Figure 8: Closed and open cell cloud in satellite imagery over the Pacific Ocean – source NASA Earth Observatory
Decadal variability of clouds is an active area of research – e.g. Silvers et al 2017, Zhou et al 2018, Colman et al 2016, Colman and Power 2018 and XMoy et al (2002) present the record of sedimentation shown below which is strongly influenced by ENSO variability. It is based on the presence of greater and less red sediment in a lake core. More sedimentation is associated with a warm eastern Pacific surface. It has continuous high resolution coverage over 11,000 years. It shows periods of high and low El Niño intensity alternating with a period of about 2,000 years. There was a shift from La Niña dominance to El Niño dominance some 5000 years ago that was identified by Tsonis 2009 as a chaotic bifurcation – and is associated with the drying of the Sahel. There is a period around 3,500 years ago of high El Niño intensity associated with the demise of the Minoan civilisation (Tsonis et al, 2010). Red intensity was frequently in excess of 200 – for comparison red intensity in 1997/98 was 99.
Figure 9: Laguna Pallcacocha ENSO proxy – greater red intensity shows El Niño conditions (Source: Tsonis, 2009 – after Moy et al 2002)
Like flows in the Nile River – on which Pacific variability projects – the changes are not random noise in the climate system – that would sum to zero – but the product of dynamical complexity showing state regimes and globally coupled climate shifts at many scales. This inevitably leads to modulation of the global energy budget over many millennia at least.
Figure 10: Random vs dynamical climate change – after D. Koutsoyiannis
On the very short CERES record net energy out – the sum of SW and IR power fluxes over time – is the dominant term on the right hand side of the global energy equation. Net TOA power flux is warming up by convention – in what was a warming trend in net CERES data.
Figure 11: Net TOA power flux
Reflected SW responds to changes int incoming SW, cloud and north/south ocean/land asymmetry. In contrast to the net graph up is more energy reflected back to space – or in the IR data higher emissions – and a cooling planet.
The cloud signal shows an anti-correlated relationship of IR and SW. Less cloud reflects less light but allows more IR to escape. With low marine strato-cumulus cloud SW dominates. There are land use, water vapor, aerosols, rain… and many other changes . But cloud impedes IR emissions and reflect SW. The IR anomalies at the bottom are a mirror of SW anomalies showing the role of cloud in 21st century changes in the energy budget.

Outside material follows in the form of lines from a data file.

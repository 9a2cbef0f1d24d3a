// Copyright (C) 2026 Fred Clausen
// Use of this source code is governed by an MIT-style
// license that can be found in the LICENSE file or at
// https://opensource.org/licenses/MIT.

//! Database backend-specific code.
//!
//! This module isolates the parts of the row store that cannot be written
//! once for every Diesel backend: connection setup, parameter binding on
//! boxed raw queries, row fetching and the last-insert id.
//!
//! ## Backend Support
//!
//! - `sqlite`: `SQLite` backend (default, used by every test)
//! - `mysql`: MySQL/MariaDB backend, compiled with the `mysql` feature
//!
//! ## Row Fetching
//!
//! Statements produced by the engine select an arbitrary column list, which
//! Diesel cannot map onto a static struct. Backends therefore wrap the
//! engine's select in a JSON object projection and return a single text
//! column that is decoded with `serde_json` into a [`RawRow`].

/// Binds every statement parameter onto a boxed raw query.
///
/// The bound SQL type follows the `Value` variant, so the same macro body
/// serves every backend.
macro_rules! bind_params {
    ($query:expr, $params:expr) => {{
        let mut query = $query;
        for param in $params {
            query = match param.clone() {
                ::dbrow::Value::Null => query
                    .bind::<::diesel::sql_types::Nullable<::diesel::sql_types::BigInt>, _>(
                        None::<i64>,
                    ),
                ::dbrow::Value::Bool(v) => query.bind::<::diesel::sql_types::Bool, _>(v),
                ::dbrow::Value::Int(v) => query.bind::<::diesel::sql_types::BigInt, _>(v),
                ::dbrow::Value::Float(v) => query.bind::<::diesel::sql_types::Double, _>(v),
                ::dbrow::Value::Text(v) => query.bind::<::diesel::sql_types::Text, _>(v),
            };
        }
        query
    }};
}

#[cfg(feature = "mysql")]
pub mod mysql;
pub mod sqlite;

use std::collections::HashMap;

use dbrow::{Escape, RawRow, Select, Statement, Value, quote_ident};
use diesel::sql_types::Text;
use diesel::{Connection, QueryableByName, SqliteConnection};

use crate::error::PersistenceError;

/// Trait for backend-specific operations.
///
/// This trait is implemented for both `SqliteConnection` and
/// `MysqlConnection`, so the [`dbrow::RowStore`] adapter can dispatch on the
/// connection once and stay backend-agnostic otherwise.
pub trait PersistenceBackend: Connection {
    /// Retrieves the last inserted row ID.
    ///
    /// # Errors
    ///
    /// Returns an error if the query fails.
    fn get_last_insert_rowid(&mut self) -> Result<i64, PersistenceError>;

    /// Executes a parameterized statement and returns the affected row count.
    ///
    /// # Errors
    ///
    /// Returns an error if the statement is rejected.
    fn execute_statement(&mut self, statement: &Statement) -> Result<usize, PersistenceError>;

    /// Fetches at most one row for a select.
    ///
    /// # Errors
    ///
    /// Returns an error if the query fails or the row cannot be decoded.
    fn fetch_row(&mut self, select: &Select) -> Result<Option<RawRow>, PersistenceError>;
}

impl PersistenceBackend for SqliteConnection {
    fn get_last_insert_rowid(&mut self) -> Result<i64, PersistenceError> {
        sqlite::get_last_insert_rowid(self)
    }

    fn execute_statement(&mut self, statement: &Statement) -> Result<usize, PersistenceError> {
        sqlite::execute_statement(self, statement)
    }

    fn fetch_row(&mut self, select: &Select) -> Result<Option<RawRow>, PersistenceError> {
        sqlite::fetch_row(self, select)
    }
}

#[cfg(feature = "mysql")]
impl PersistenceBackend for diesel::MysqlConnection {
    fn get_last_insert_rowid(&mut self) -> Result<i64, PersistenceError> {
        mysql::get_last_insert_rowid(self)
    }

    fn execute_statement(&mut self, statement: &Statement) -> Result<usize, PersistenceError> {
        mysql::execute_statement(self, statement)
    }

    fn fetch_row(&mut self, select: &Select) -> Result<Option<RawRow>, PersistenceError> {
        mysql::fetch_row(self, select)
    }
}

/// Helper row struct for the JSON row projection.
#[derive(QueryableByName)]
pub(crate) struct RowJson {
    #[diesel(sql_type = Text)]
    row_json: String,
}

impl RowJson {
    /// Decodes the projected JSON object into a raw row.
    pub(crate) fn into_raw_row(self) -> Result<RawRow, PersistenceError> {
        let fields: HashMap<String, Value> = serde_json::from_str(&self.row_json)?;
        Ok(fields.into_iter().collect())
    }
}

/// Builds the `function('col', `col`, ...)` object expression over the
/// selected columns.
pub(crate) fn json_object_expr(function: &str, columns: &[String]) -> String {
    let pairs: Vec<String> = columns
        .iter()
        .map(|column| {
            format!(
                "{}, {}",
                Value::from(column.as_str()).escape(),
                quote_ident(column)
            )
        })
        .collect();
    format!("{function}({})", pairs.join(", "))
}

/// Wraps the engine's select so it yields one `row_json` text column.
pub(crate) fn wrap_select(object_expr: &str, select: &Select) -> String {
    format!(
        "SELECT {object_expr} AS row_json FROM ({}) AS row_source",
        select.statement().sql()
    )
}
// Copyright (C) 2026 Fred Clausen
// Use of this source code is governed by an MIT-style
// license that can be found in the LICENSE file or at
// https://opensource.org/licenses/MIT.

#![allow(
    clippy::expect_used,
    clippy::unwrap_used,
    clippy::cast_possible_truncation,
    clippy::cast_precision_loss
)]

mod helpers;
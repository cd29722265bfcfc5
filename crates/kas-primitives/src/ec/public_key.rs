//! x-only secp256k1 public key for BIP-340 Schnorr verification.

use k256::ecdsa::signature::hazmat::PrehashVerifier;
use k256::schnorr::VerifyingKey;
use std::fmt;

use crate::ec::signature::Signature;
use crate::PrimitivesError;

/// Length of an x-only public key in bytes.
pub const XONLY_LEN: usize = 32;

/// A 32-byte x-only public key, as embedded in Kaspa P2PK scripts and addresses.
#[derive(Clone, Copy, PartialEq, Eq)]
pub struct PublicKey {
    inner: VerifyingKey,
}

impl PublicKey {
    /// Create a PublicKey from its 32-byte x-only encoding.
    ///
    /// # Returns
    /// `Ok(PublicKey)` on success, or an error if the bytes are not the
    /// x coordinate of a curve point.
    pub fn from_bytes(bytes: &[u8]) -> Result<Self, PrimitivesError> {
        if bytes.len() != XONLY_LEN {
            return Err(PrimitivesError::InvalidKeyLength {
                expected: XONLY_LEN,
                got: bytes.len(),
            });
        }
        let inner = VerifyingKey::from_bytes(bytes)
            .map_err(|e| PrimitivesError::InvalidPublicKey(e.to_string()))?;
        Ok(PublicKey { inner })
    }

    /// Create a PublicKey from a 64-character hex string.
    pub fn from_hex(hex_str: &str) -> Result<Self, PrimitivesError> {
        let bytes = hex::decode(hex_str)?;
        Self::from_bytes(&bytes)
    }

    /// Serialize the key as its 32-byte x coordinate.
    pub fn to_bytes(&self) -> [u8; XONLY_LEN] {
        let mut out = [0u8; XONLY_LEN];
        out.copy_from_slice(&self.inner.to_bytes());
        out
    }

    /// Serialize the key as lowercase hex.
    pub fn to_hex(&self) -> String {
        hex::encode(self.to_bytes())
    }

    /// Verify a Schnorr signature over a 32-byte digest.
    ///
    /// # Returns
    /// `true` if the signature is valid for this key and digest.
    pub fn verify(&self, digest: &[u8], sig: &Signature) -> bool {
        match sig.to_k256() {
            Ok(k256_sig) => self.inner.verify_prehash(digest, &k256_sig).is_ok(),
            Err(_) => false,
        }
    }

    pub(crate) fn from_k256_verifying_key(inner: VerifyingKey) -> Self {
        PublicKey { inner }
    }
}

impl fmt::Debug for PublicKey {
    fn fmt(&self, f: &mut fmt::Formatter<'_>) -> fmt::Result {
        write!(f, "PublicKey({})", self.to_hex())
    }
}

impl fmt::Display for PublicKey {
    fn fmt(&self, f: &mut fmt::Formatter<'_>) -> fmt::Result {
        write!(f, "{}", self.to_hex())
    }
}

#[cfg(test)]
mod tests {
    use super::*;
    use crate::ec::PrivateKey;

    #[test]
    fn test_bytes_roundtrip() {
        let key = PrivateKey::random().public_key();
        let parsed = PublicKey::from_bytes(&key.to_bytes()).unwrap();
        assert_eq!(parsed, key);
        assert_eq!(PublicKey::from_hex(&key.to_hex()).unwrap(), key);
    }

    #[test]
    fn test_rejects_wrong_length() {
        assert!(matches!(
            PublicKey::from_bytes(&[2u8; 33]),
            Err(PrimitivesError::InvalidKeyLength { expected: 32, got: 33 })
        ));
    }

    #[test]
    fn test_rejects_non_curve_x() {
        // x = p + 1 is not a field element.
        assert!(PublicKey::from_bytes(&[0xff; 32]).is_err());
    }

    #[test]
    fn test_verify_rejects_wrong_key() {
        let digest = [7u8; 32];
        let signer = PrivateKey::random();
        let sig = signer.sign(&digest).unwrap();
        let stranger = PrivateKey::random().public_key();
        assert!(signer.public_key().verify(&digest, &sig));
        assert!(!stranger.verify(&digest, &sig));
    }
}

Figure 12: SW (a) and IR (b) TOA power flux
There is less reflected light in the early years followed by little net change and a recent warming associated with a warm eastern Pacific. The IR data on the other hand shows cooling in the early record, little change in the middle and more cooling at the end. The mirror image of SW and IR energy changes show that cloud was the dominant source of energy change in the climate system in the 21st century. Very little surface warming – and little of that not associated with EL Ninos – implies that the source of cloud change was not AGW cloud feedbacks. This is not to say that AGW is not buried somewhere in there amidst the large natural TOA power flux fluctuations resulting from ocean and atmospheric circulation changes (Loeb et al 2012). Nor that there isn’t a risk of adverse regimes initiated by greenhouse gases emerging from the dynamical complexity of the Earth system.